In Marocco, la parola kasbah, che si applica al vecchio centro storico di una città, deriva dal termine ksab che designa, esso stesso, una pianta conosciuta in Francia con il nome di canna di Provenza… Anticamente utilizzata a Marsiglia come a Tangeri, per costruire case, questa pianta non è più lavorata oggi che nel solo Marocco. Sguardi incrociati sul suo uso, che accompagna la storia degli Uomini.
La sera scende sul quartiere Tanja Balia, situato a pochi chilometri dal centro di Tangeri, città marocchina al crocevia tra l'Atlantico e il Mediterraneo.
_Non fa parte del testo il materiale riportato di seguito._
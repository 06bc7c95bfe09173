//! On-chip memory and the data/program address decoders.
//!
//! Data space:
//!
//! | Words | Contents |
//! |---|---|
//! | 0-5 | memory-mapped registers, see [`mmr`] |
//! | 0x60-0x7F | block B2 |
//! | model specific | B0, B1 (and B3) while configured as data |
//!
//! A block configured as program memory answers in its program window
//! instead, and its data window falls through to the bus. Every other
//! address goes to the [`Bus`] at byte address `word << 1`.

use emu_core::{AddressSpace, Bus};

use crate::cpu::Tms32025;
use crate::interrupts::ifr;
use crate::model::Model;

/// Memory-mapped register addresses in data space.
pub mod mmr {
    /// Serial receive data.
    pub const DRR: u16 = 0;
    /// Serial transmit data.
    pub const DXR: u16 = 1;
    /// Timer counter.
    pub const TIM: u16 = 2;
    /// Timer period.
    pub const PRD: u16 = 3;
    /// Interrupt mask.
    pub const IMR: u16 = 4;
    /// Global memory allocation.
    pub const GREG: u16 = 5;
}

const B2_BASE: u16 = 0x0060;
const B2_SIZE: usize = 32;

/// On-chip RAM blocks and peripheral registers.
#[derive(Debug, Clone, PartialEq, Eq)]
#[cfg_attr(feature = "serde", derive(serde::Serialize, serde::Deserialize))]
pub struct OnChipRam {
    model: Model,
    b2: [u16; B2_SIZE],
    /// Configurable blocks in the order of [`crate::Capabilities::blocks`].
    blocks: Vec<Vec<u16>>,
    in_program: Vec<bool>,

    // === Memory-mapped registers ===
    pub drr: u16,
    pub dxr: u16,
    pub tim: u16,
    pub prd: u16,
    pub imr: u16,
    pub greg: u16,
}

impl OnChipRam {
    /// Zeroed RAM with every block in data space.
    #[must_use]
    pub fn new(model: Model) -> Self {
        let layout = model.capabilities().blocks;
        Self {
            model,
            b2: [0; B2_SIZE],
            blocks: layout
                .iter()
                .map(|block| vec![0; usize::from(block.size)])
                .collect(),
            in_program: vec![false; layout.len()],
            drr: 0,
            dxr: 0,
            tim: 0xFFFF,
            prd: 0xFFFF,
            imr: 0xFFC0,
            greg: 0,
        }
    }

    /// Reset values of the peripheral registers. Every block returns to
    /// data space; RAM contents are kept.
    pub fn reset(&mut self) {
        for index in 0..self.in_program.len() {
            self.map_to_program(index, false);
        }
        self.greg = 0;
        self.tim = 0xFFFF;
        self.prd = 0xFFFF;
        self.imr = 0xFFC0;
    }

    /// True when block `index` is configured as program memory.
    #[must_use]
    pub fn is_program(&self, index: usize) -> bool {
        self.in_program.get(index).copied().unwrap_or(false)
    }

    /// Move block `index` into program space (`true`) or data space.
    pub fn map_to_program(&mut self, index: usize, program: bool) {
        let Some(slot) = self.in_program.get_mut(index) else {
            return;
        };
        if *slot != program {
            let block = self.model.capabilities().blocks[index];
            tracing::debug!(
                block = block.name,
                space = if program { "program" } else { "data" },
                "on-chip RAM remap"
            );
        }
        *slot = program;
    }

    /// True when the block storage has the shape `model` lays out.
    #[must_use]
    pub fn fits(&self, model: Model) -> bool {
        let layout = model.capabilities().blocks;
        self.model == model
            && self.in_program.len() == layout.len()
            && self.blocks.len() == layout.len()
            && self
                .blocks
                .iter()
                .zip(layout)
                .all(|(block, expected)| block.len() == usize::from(expected.size))
    }

    fn data_cell(&self, address: u16) -> Option<Cell> {
        if (B2_BASE..B2_BASE + B2_SIZE as u16).contains(&address) {
            return Some(Cell::B2(usize::from(address - B2_BASE)));
        }
        let layout = self.model.capabilities().blocks;
        let index = (0..layout.len())
            .find(|&i| !self.in_program[i] && layout[i].in_data_window(address))?;
        let offset = address - layout[index].data_base;
        Some(Cell::Block(index, usize::from(offset)))
    }

    fn program_cell(&self, address: u16) -> Option<Cell> {
        let layout = self.model.capabilities().blocks;
        let index = (0..layout.len())
            .find(|&i| self.in_program[i] && layout[i].in_program_window(address))?;
        let offset = address - layout[index].program_base;
        Some(Cell::Block(index, usize::from(offset)))
    }

    fn get(&self, cell: Cell) -> u16 {
        match cell {
            Cell::B2(offset) => self.b2[offset],
            Cell::Block(index, offset) => self.blocks[index][offset],
        }
    }

    fn set(&mut self, cell: Cell, value: u16) {
        match cell {
            Cell::B2(offset) => self.b2[offset] = value,
            Cell::Block(index, offset) => self.blocks[index][offset] = value,
        }
    }

    /// True when `address` in program space is served on chip.
    #[must_use]
    pub fn is_on_chip_program(&self, address: u16) -> bool {
        self.program_cell(address).is_some()
    }

    /// Read an on-chip data word, or `None` when `address` goes off chip.
    #[must_use]
    pub fn data(&self, address: u16) -> Option<u16> {
        match address {
            mmr::DRR => Some(self.drr),
            mmr::DXR => Some(self.dxr),
            mmr::TIM => Some(self.tim),
            mmr::PRD => Some(self.prd),
            mmr::IMR => Some(self.imr),
            mmr::GREG => Some(self.greg),
            _ => self.data_cell(address).map(|cell| self.get(cell)),
        }
    }

    /// Read an on-chip program word, or `None` when `address` goes off
    /// chip.
    #[must_use]
    pub fn program(&self, address: u16) -> Option<u16> {
        self.program_cell(address).map(|cell| self.get(cell))
    }

    /// Store into on-chip data RAM without side effects. Returns false,
    /// storing nothing, when `address` is off chip or a mapped register.
    pub fn poke_data(&mut self, address: u16, value: u16) -> bool {
        match self.data_cell(address) {
            Some(cell) => {
                self.set(cell, value);
                true
            }
            None => false,
        }
    }
}

/// Location of one on-chip RAM word.
#[derive(Debug, Clone, Copy)]
enum Cell {
    B2(usize),
    Block(usize, usize),
}

impl Tms32025 {
    /// Data-space read as seen by an instruction.
    pub(crate) fn read_data<B: Bus>(&mut self, bus: &mut B, address: u16) -> u16 {
        match address {
            mmr::DRR => self.ram.drr,
            mmr::DXR => self.ram.dxr,
            mmr::TIM => self.ram.tim,
            mmr::PRD => self.ram.prd,
            mmr::IMR => self.ram.imr,
            mmr::GREG => self.ram.greg,
            _ => match self.ram.data_cell(address) {
                Some(cell) => self.ram.get(cell),
                None => bus.read_u16(AddressSpace::Data, u32::from(address) << 1),
            },
        }
    }

    /// Data-space write. A DXR write in transmit mode requests XINT, or
    /// waits for a frame sync when FSM is set.
    pub(crate) fn write_data<B: Bus>(&mut self, bus: &mut B, address: u16, value: u16) {
        match address {
            mmr::DRR => self.ram.drr = value,
            mmr::DXR => {
                self.ram.dxr = value;
                if self.regs.status.txm() {
                    if self.regs.status.fsm() {
                        self.waiting_for_frame = true;
                    } else {
                        self.regs.ifr |= ifr::XINT;
                    }
                }
            }
            mmr::TIM => self.ram.tim = value,
            mmr::PRD => self.ram.prd = value,
            mmr::IMR => self.ram.imr = value,
            mmr::GREG => self.ram.greg = value,
            _ => match self.ram.data_cell(address) {
                Some(cell) => self.ram.set(cell, value),
                None => bus.write_u16(AddressSpace::Data, u32::from(address) << 1, value),
            },
        }
    }

    pub(crate) fn read_program<B: Bus>(&mut self, bus: &mut B, address: u16) -> u16 {
        match self.ram.program_cell(address) {
            Some(cell) => self.ram.get(cell),
            None => bus.read_u16(AddressSpace::Program, u32::from(address) << 1),
        }
    }

    pub(crate) fn write_program<B: Bus>(&mut self, bus: &mut B, address: u16, value: u16) {
        match self.ram.program_cell(address) {
            Some(cell) => self.ram.set(cell, value),
            None => bus.write_u16(AddressSpace::Program, u32::from(address) << 1, value),
        }
    }
}
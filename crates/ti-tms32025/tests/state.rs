//! Reset values, introspection paths and save states.

use emu_core::{
    AddressSpace, Cpu, CycleBudget, LineState, MemoryBus, Observable, StateError, Value,
};
use ti_tms32025::{CLK, Model, OnChipRam, Tms32025, Tms32025State};

fn setup(model: Model, program: &[u16]) -> (Tms32025, MemoryBus) {
    let mut bus = MemoryBus::new();
    bus.load_words(AddressSpace::Program, 0, program);
    let mut cpu = Tms32025::new(model);
    cpu.reset(&mut bus);
    (cpu, bus)
}

#[test]
fn reset_restores_documented_values() {
    let (mut cpu, mut bus) = setup(Model::Tms32025, &[0xCE05, 0xCE0C, 0xCB07]); // cnfp; rxf; rptk 7
    cpu.step(&mut bus);
    cpu.step(&mut bus);
    cpu.regs.acc = 0x1234_5678;
    cpu.regs.ifr = 0x3F;
    cpu.poke("tim", Value::U16(3)).unwrap();

    cpu.reset(&mut bus);
    assert_eq!(cpu.pc(), 0);
    assert_eq!(cpu.status().st0(), 0x0600);
    assert_eq!(cpu.status().st1(), 0x07F0);
    assert_eq!(cpu.regs.acc, 0);
    assert_eq!(cpu.regs.ifr, 0);
    assert_eq!(cpu.regs.rptc, 0);
    assert!(!cpu.ram().is_program(0));
    assert!(cpu.xf());
    assert_eq!(cpu.query("tim"), Some(Value::U16(0xFFFF)));
    assert_eq!(cpu.query("prd"), Some(Value::U16(0xFFFF)));
    assert_eq!(cpu.query("imr"), Some(Value::U16(0xFFC0)));
    assert_eq!(cpu.query("greg"), Some(Value::U16(0)));
}

#[test]
fn flag_string_renders_both_status_words() {
    let (mut cpu, mut bus) = setup(Model::Tms32025, &[0x558B, 0xCE03]); // larp 3; sovm
    assert_eq!(cpu.flags_string(), "arp0...Idp000  arb0D.SC..HFX.ipm0");
    cpu.step(&mut bus);
    cpu.step(&mut bus);
    assert_eq!(cpu.flags_string(), "arp3.M.Idp000  arb0D.SC..HFX.ipm0");
}

#[test]
fn tms32026_leaves_cnf1_writable() {
    let (cpu, _) = setup(Model::Tms32026, &[]);
    assert_eq!(cpu.status().st1(), 0x0770);
    assert_eq!(cpu.query("flags.cnf1"), Some(Value::Bool(false)));
    assert_eq!(cpu.flags_string(), "arp0...Idp000  arb0D.SC.?HFX.ipm0");
}

#[test]
fn every_listed_path_answers() {
    let (cpu, _) = setup(Model::Tms32025, &[]);
    for path in cpu.query_paths() {
        assert!(cpu.query(path).is_some(), "{path}");
    }
    assert_eq!(cpu.query("ar8"), None);
    assert_eq!(cpu.query("nope"), None);
}

#[test]
fn pokes_are_checked() {
    let (mut cpu, _) = setup(Model::Tms32025, &[]);

    cpu.poke("ar5", Value::U16(0x4321)).unwrap();
    assert_eq!(cpu.regs.ar[5], 0x4321);
    cpu.poke("acc", Value::U32(0xDEAD_BEEF)).unwrap();
    assert_eq!(cpu.query("acc"), Some(Value::U32(0xDEAD_BEEF)));
    cpu.poke("flags.tc", Value::Bool(true)).unwrap();
    assert!(cpu.status().tc());
    cpu.poke("arp", Value::U8(6)).unwrap();
    assert_eq!(cpu.status().arp(), 6);

    assert!(matches!(
        cpu.poke("ar5", Value::U32(0x1_0000)),
        Err(StateError::TypeMismatch { .. })
    ));
    assert!(matches!(
        cpu.poke("arp", Value::U8(8)),
        Err(StateError::TypeMismatch { .. })
    ));
    assert_eq!(
        cpu.poke("cycles", Value::U64(0)),
        Err(StateError::ReadOnly("cycles".to_string()))
    );
    assert_eq!(
        cpu.poke("flags.cnf0", Value::Bool(true)),
        Err(StateError::ReadOnly("flags.cnf0".to_string()))
    );
    assert_eq!(
        cpu.poke("flags.zz", Value::Bool(true)),
        Err(StateError::UnknownPath("flags.zz".to_string()))
    );
    assert_eq!(
        cpu.poke("xyz", Value::U8(0)),
        Err(StateError::UnknownPath("xyz".to_string()))
    );
}

#[test]
fn status_pokes_keep_the_fixed_bits() {
    let (mut cpu, _) = setup(Model::Tms32025, &[]);
    cpu.poke("st0", Value::U16(0)).unwrap();
    cpu.poke("st1", Value::U16(0)).unwrap();
    assert_eq!(cpu.status().st0(), 0x0400);
    assert_eq!(cpu.status().st1(), 0x0180);
}

#[test]
fn repeating_is_observable_only_inside_a_step() {
    let (mut cpu, mut bus) = setup(Model::Tms32025, &[0xCB02, 0xCC01]);
    cpu.step(&mut bus);
    assert_eq!(cpu.query("repeating"), Some(Value::Bool(false)));
    assert_eq!(cpu.query("rptc"), Some(Value::U8(0)));
}

#[test]
fn snapshot_round_trips_through_json() {
    let (mut cpu, mut bus) = setup(
        Model::Tms32025,
        &[
            0xCA2A, // lack 42
            0x6070, // sacl 0x70
            0xCE05, // cnfp
            0xCE1F, // idle
        ],
    );
    cpu.ram_mut().poke_data(0x0210, 0x5555);
    for _ in 0..4 {
        cpu.step(&mut bus);
    }
    let state = cpu.snapshot();

    let json = serde_json::to_string(&state).unwrap();
    let back: Tms32025State = serde_json::from_str(&json).unwrap();
    assert_eq!(back, state);

    let mut other = Tms32025::new(Model::Tms32026);
    other.restore(&back).unwrap();
    assert_eq!(other.model(), Model::Tms32025);
    assert_eq!(other.regs, cpu.regs);
    assert!(other.is_idle());
    assert_eq!(other.ram().data(0x70), Some(42));
    assert_eq!(other.ram().program(0xFF10), Some(0x5555));
    assert_eq!(other.snapshot(), state);
}

#[test]
fn second_reset_matches_a_fresh_core() {
    for (model, program) in [
        (Model::Tms32025, [0xCE05, 0xCE0C, 0x558B, 0xC805]), // cnfp; rxf; larp 3; ldpk 5
        (Model::Tms32026, [0xCE3F, 0xCE0C, 0x558B, 0xC805]), // conf 3; rxf; larp 3; ldpk 5
    ] {
        let (mut cpu, mut bus) = setup(model, &program);
        for _ in 0..program.len() {
            cpu.step(&mut bus);
        }
        cpu.poke("rptc", Value::U8(5)).unwrap();
        cpu.poke("tim", Value::U16(7)).unwrap();
        assert!(!cpu.xf());

        cpu.reset(&mut bus);
        cpu.reset(&mut bus);

        let (fresh, _) = setup(model, &[]);
        assert_eq!(cpu.regs, fresh.regs, "{model}");
        assert_eq!(cpu.status(), fresh.status(), "{model}");
        assert_eq!(cpu.flow(), fresh.flow(), "{model}");
        assert_eq!(cpu.is_idle(), fresh.is_idle(), "{model}");
        assert_eq!(cpu.xf(), fresh.xf(), "{model}");
        for index in 0..model.capabilities().blocks.len() {
            assert_eq!(
                cpu.ram().is_program(index),
                fresh.ram().is_program(index),
                "{model} block {index}"
            );
        }
        for path in ["tim", "prd", "imr", "greg", "drr", "dxr"] {
            assert_eq!(cpu.query(path), fresh.query(path), "{model} {path}");
        }
    }
}

#[test]
fn restore_refuses_an_impossible_timer_phase() {
    let (mut cpu, mut bus) = setup(Model::Tms32025, &[0xCA2A]); // lack 42
    let mut state = cpu.snapshot();
    state.timer_phase = 9;
    let json = serde_json::to_string(&state).unwrap();
    let state: Tms32025State = serde_json::from_str(&json).unwrap();

    assert!(matches!(
        cpu.restore(&state),
        Err(StateError::TypeMismatch { .. })
    ));
    assert_eq!(cpu.snapshot().timer_phase, 0);

    let mut budget = CycleBudget::new(i64::from(CLK));
    cpu.run(&mut bus, &mut budget);
    assert_eq!(cpu.regs.acc, 42);
}

#[test]
fn restore_refuses_ram_shaped_for_another_model() {
    let (mut cpu, _) = setup(Model::Tms32025, &[]);
    let mut state = cpu.snapshot();
    state.ram = OnChipRam::new(Model::Tms32026);

    assert!(cpu.restore(&state).is_err());
    assert_eq!(cpu.model(), Model::Tms32025);
    assert_eq!(cpu.snapshot(), Tms32025::new(Model::Tms32025).snapshot());
}

#[test]
fn status_poke_leaves_the_ram_layout_bits_alone() {
    let (mut cpu, mut bus) = setup(Model::Tms32025, &[0xCE05, 0xCE04]); // cnfp; cnfd
    cpu.poke("st1", Value::U16(0xFFFF)).unwrap();
    assert!(!cpu.status().cnf0());
    assert!(cpu.status().tc());

    cpu.step(&mut bus);
    assert!(cpu.status().cnf0());
    assert!(cpu.ram().is_program(0));

    cpu.poke("st1", Value::U16(0)).unwrap();
    assert!(cpu.status().cnf0());
    cpu.step(&mut bus);
    assert!(!cpu.ram().is_program(0));
}

#[test]
fn restored_core_remembers_an_off_chip_access_for_hold() {
    let (mut cpu, mut bus) = setup(
        Model::Tms32025,
        &[
            0xCE38, // rhm
            0xD000, 0x1000, // lrlk ar0, 0x1000
            0x2080, // lac *
            0x5500, // nop
        ],
    );
    for _ in 0..3 {
        cpu.step(&mut bus);
    }
    let state = cpu.snapshot();
    assert!(state.external_access);

    let mut other = Tms32025::new(Model::Tms32025);
    other.restore(&state).unwrap();
    other.set_hold(LineState::Asserted);
    let mut budget = CycleBudget::new(100);
    other.run(&mut bus, &mut budget);

    assert!(other.hold_acknowledged());
    assert_eq!(other.regs.pc, 4);
}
Sul lato di una piccola strada che conduce ai quartieri in alto che sovrastano lo stretto di Gibilterra, alcune capanne, costruite in canna, ospitano abat-jour, sedie, cesti e tavoli di forme e dimensioni diverse. Salmane, 18 anni e cappellino al contrario, ci accoglie all'ingresso di una di esse. È stato suo nonno, Mohamed, a iniziare per primo a lavorare la canna a Tangeri, negli anni '70. Il suo laboratorio, allora più vicino al centro città, si è allontanato negli anni 2000, al momento della costruzione della nuova stazione ferroviaria. Questa nuova posizione a Tanja Balia è peraltro anch'essa temporanea. « Lo Stato non ama l'immagine che può trasmettere il mestiere, quello delle capanne in canna troppo vicine al centro turistico. Potrebbe quindi decidere di spingerci ancora un po' più lontano », spiega Salmane, che lavora la canna insieme a suo padre e ai suoi zii.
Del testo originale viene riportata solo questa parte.